Neu1 Is Released From Activated Microglia, Stimulating Microglial Phagocytosis and Sensitizing Neurons to Glutamate.

Neuraminidase 1 (Neu1) hydrolyses terminal sialic acid residues from glycoproteins and glycolipids, and is normally located in lysosomes, but can be released onto the surface of activated myeloid cells and microglia. We report that endotoxin/lipopolysaccharide-activated microglia released Neu1 into culture medium, and knockdown of Neu1 in microglia reduced both Neu1 protein and neuraminidase activity in the culture medium. Release of Neu1 was reduced by inhibitors of lysosomal exocytosis, and accompanied by other lysosomal proteins, including protective protein/cathepsin A, known to keep Neu1 active.

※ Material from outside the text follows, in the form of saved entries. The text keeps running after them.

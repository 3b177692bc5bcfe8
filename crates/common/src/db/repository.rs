//! Repository pattern for database operations
//!
//! Provides a clean interface for all data access operations
//! with proper error handling.

use crate::db::models::*;
use crate::db::DbPool;
use crate::errors::Result;
use chrono::{DateTime, Utc};
use sea_orm::sea_query::Expr;
use sea_orm::{
    ActiveModelTrait, ColumnTrait, Condition, DatabaseConnection, DbBackend, EntityTrait,
    PaginatorTrait, QueryFilter, QueryOrder, QuerySelect, Set, Statement,
};
use std::collections::HashMap;
use uuid::Uuid;

/// Aggregate session counts sourced from the durable store.
#[derive(Debug, Clone, Default, serde::Serialize, serde::Deserialize)]
pub struct SessionMetrics {
    pub total: u64,
    pub active: u64,
    pub expired: u64,
    pub by_platform: HashMap<String, u64>,
}

/// Repository for data access operations
#[derive(Clone)]
pub struct Repository {
    pool: DbPool,
}

impl Repository {
    /// Create a new repository with the given connection pool
    pub fn new(pool: DbPool) -> Self {
        Self { pool }
    }

    /// Get the read connection
    fn read_conn(&self) -> &DatabaseConnection {
        self.pool.read()
    }

    /// Get the write connection
    fn write_conn(&self) -> &DatabaseConnection {
        self.pool.write()
    }

    // ========================================================================
    // Health Check
    // ========================================================================

    /// Ping the database
    pub async fn ping(&self) -> Result<()> {
        self.pool.ping().await
    }

    // ========================================================================
    // Platform Registry (read-only)
    // ========================================================================

    /// Find a platform by slug
    pub async fn find_platform(&self, id: &str) -> Result<Option<Platform>> {
        PlatformEntity::find_by_id(id)
            .one(self.read_conn())
            .await
            .map_err(Into::into)
    }

    /// All active registry platforms
    pub async fn list_active_platforms(&self) -> Result<Vec<Platform>> {
        PlatformEntity::find()
            .filter(PlatformColumn::IsActive.eq(true))
            .order_by_asc(PlatformColumn::Id)
            .all(self.read_conn())
            .await
            .map_err(Into::into)
    }

    // ========================================================================
    // Session Operations
    // ========================================================================

    /// Insert a freshly created session row.
    ///
    /// `expires_at` is clamped so it never lands before `created_at`.
    pub async fn insert_session(&self, session: Session) -> Result<Session> {
        let expires_at = session
            .expires_at
            .map(|e| e.max(session.created_at));

        let row = SessionActiveModel {
            id: Set(session.id),
            platform_id: Set(session.platform_id),
            session_token: Set(session.session_token),
            cookies_json: Set(session.cookies_json),
            user_agent: Set(session.user_agent),
            proxy_url: Set(session.proxy_url),
            is_active: Set(session.is_active),
            created_at: Set(session.created_at),
            last_used: Set(session.last_used),
            expires_at: Set(expires_at),
        };

        row.insert(self.write_conn()).await.map_err(Into::into)
    }

    /// Find a session row by id
    pub async fn find_session(&self, id: Uuid) -> Result<Option<Session>> {
        SessionEntity::find_by_id(id)
            .one(self.read_conn())
            .await
            .map_err(Into::into)
    }

    /// All currently active, non-expired sessions (cache warm-up)
    pub async fn find_active_sessions(&self) -> Result<Vec<Session>> {
        let now: DateTime<Utc> = Utc::now();
        SessionEntity::find()
            .filter(SessionColumn::IsActive.eq(true))
            .filter(
                Condition::any()
                    .add(SessionColumn::ExpiresAt.is_null())
                    .add(SessionColumn::ExpiresAt.gt(now)),
            )
            .order_by_asc(SessionColumn::CreatedAt)
            .all(self.read_conn())
            .await
            .map_err(Into::into)
    }

    /// Soft-retire a session row. A second call on an already-inactive
    /// row is a no-op, which keeps invalidation idempotent.
    pub async fn deactivate_session(&self, id: Uuid) -> Result<()> {
        SessionEntity::update_many()
            .col_expr(SessionColumn::IsActive, Expr::value(false))
            .filter(SessionColumn::Id.eq(id))
            .exec(self.write_conn())
            .await?;
        Ok(())
    }

    /// Refresh `last_used` on a session row
    pub async fn touch_session(&self, id: Uuid, last_used: DateTime<Utc>) -> Result<()> {
        SessionEntity::update_many()
            .col_expr(SessionColumn::LastUsed, Expr::value(last_used))
            .filter(SessionColumn::Id.eq(id))
            .exec(self.write_conn())
            .await?;
        Ok(())
    }

    /// Replace the cookie list on a session row
    pub async fn update_session_cookies(
        &self,
        id: Uuid,
        cookies_json: serde_json::Value,
    ) -> Result<()> {
        SessionEntity::update_many()
            .col_expr(SessionColumn::CookiesJson, Expr::value(cookies_json))
            .filter(SessionColumn::Id.eq(id))
            .exec(self.write_conn())
            .await?;
        Ok(())
    }

    /// Soft-retire every session whose expiry has passed.
    /// Returns the number of rows flipped.
    pub async fn expire_due_sessions(&self) -> Result<u64> {
        let now: DateTime<Utc> = Utc::now();
        let result = SessionEntity::update_many()
            .col_expr(SessionColumn::IsActive, Expr::value(false))
            .filter(SessionColumn::IsActive.eq(true))
            .filter(SessionColumn::ExpiresAt.lt(now))
            .exec(self.write_conn())
            .await?;
        Ok(result.rows_affected)
    }

    /// Aggregate counts from the store, not the cache, so the numbers
    /// reflect ground truth.
    pub async fn session_metrics(&self) -> Result<SessionMetrics> {
        use sea_orm::ConnectionTrait;

        let now: DateTime<Utc> = Utc::now();
        let conn = self.read_conn();

        let total = SessionEntity::find().count(conn).await?;

        let active = SessionEntity::find()
            .filter(SessionColumn::IsActive.eq(true))
            .filter(
                Condition::any()
                    .add(SessionColumn::ExpiresAt.is_null())
                    .add(SessionColumn::ExpiresAt.gt(now)),
            )
            .count(conn)
            .await?;

        let expired = SessionEntity::find()
            .filter(SessionColumn::ExpiresAt.is_not_null())
            .filter(SessionColumn::ExpiresAt.lt(now))
            .count(conn)
            .await?;

        let stmt = Statement::from_string(
            DbBackend::Postgres,
            r#"
            SELECT platform_id, COUNT(*) AS session_count
            FROM sessions
            GROUP BY platform_id
            "#,
        );

        let by_platform: HashMap<String, u64> = conn
            .query_all(stmt)
            .await?
            .into_iter()
            .filter_map(|row| {
                let platform = row.try_get_by_index::<String>(0).ok()?;
                let count = row.try_get_by_index::<i64>(1).ok()?;
                Some((platform, count as u64))
            })
            .collect();

        Ok(SessionMetrics {
            total,
            active,
            expired,
            by_platform,
        })
    }

    // ========================================================================
    // Dashboard Resources (read-only)
    // ========================================================================

    /// Most recent aggregated metrics pass
    pub async fn latest_metric_snapshot(&self) -> Result<Option<MetricSnapshot>> {
        MetricSnapshotEntity::find()
            .order_by_desc(MetricSnapshotColumn::CapturedAt)
            .one(self.read_conn())
            .await
            .map_err(Into::into)
    }

    /// Recommendations still awaiting a decision
    pub async fn pending_recommendations(&self, limit: u64) -> Result<Vec<Recommendation>> {
        RecommendationEntity::find()
            .filter(RecommendationColumn::Status.eq("pending"))
            .order_by_desc(RecommendationColumn::CreatedAt)
            .limit(limit)
            .all(self.read_conn())
            .await
            .map_err(Into::into)
    }

    /// All tracked competitors
    pub async fn list_competitors(&self) -> Result<Vec<Competitor>> {
        CompetitorEntity::find()
            .order_by_asc(CompetitorColumn::Name)
            .all(self.read_conn())
            .await
            .map_err(Into::into)
    }
}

Extracellular neuraminidase or over-expression of Neu1 increased microglial phagocytosis, while knockdown of Neu1 decreased phagocytosis. Microglial activation caused desialylation of microglial phagocytic receptors Trem2 and MerTK, and increased binding to Trem2 ligand galectin-3. Culture media from activated microglia contained Neu1, and when incubated with neurons induced their desialylation, and increased the neuronal death induced by low levels of glutamate. Direct desialylation of neurons by adding sialidase or inhibiting sialyltransferases also increased glutamate-induced neuronal death. We conclude that activated microglia can release active Neu1, possibly by lysosomal exocytosis, and this can both increase microglial phagocytosis and sensitize neurons to glutamate, thus potentiating neuronal death.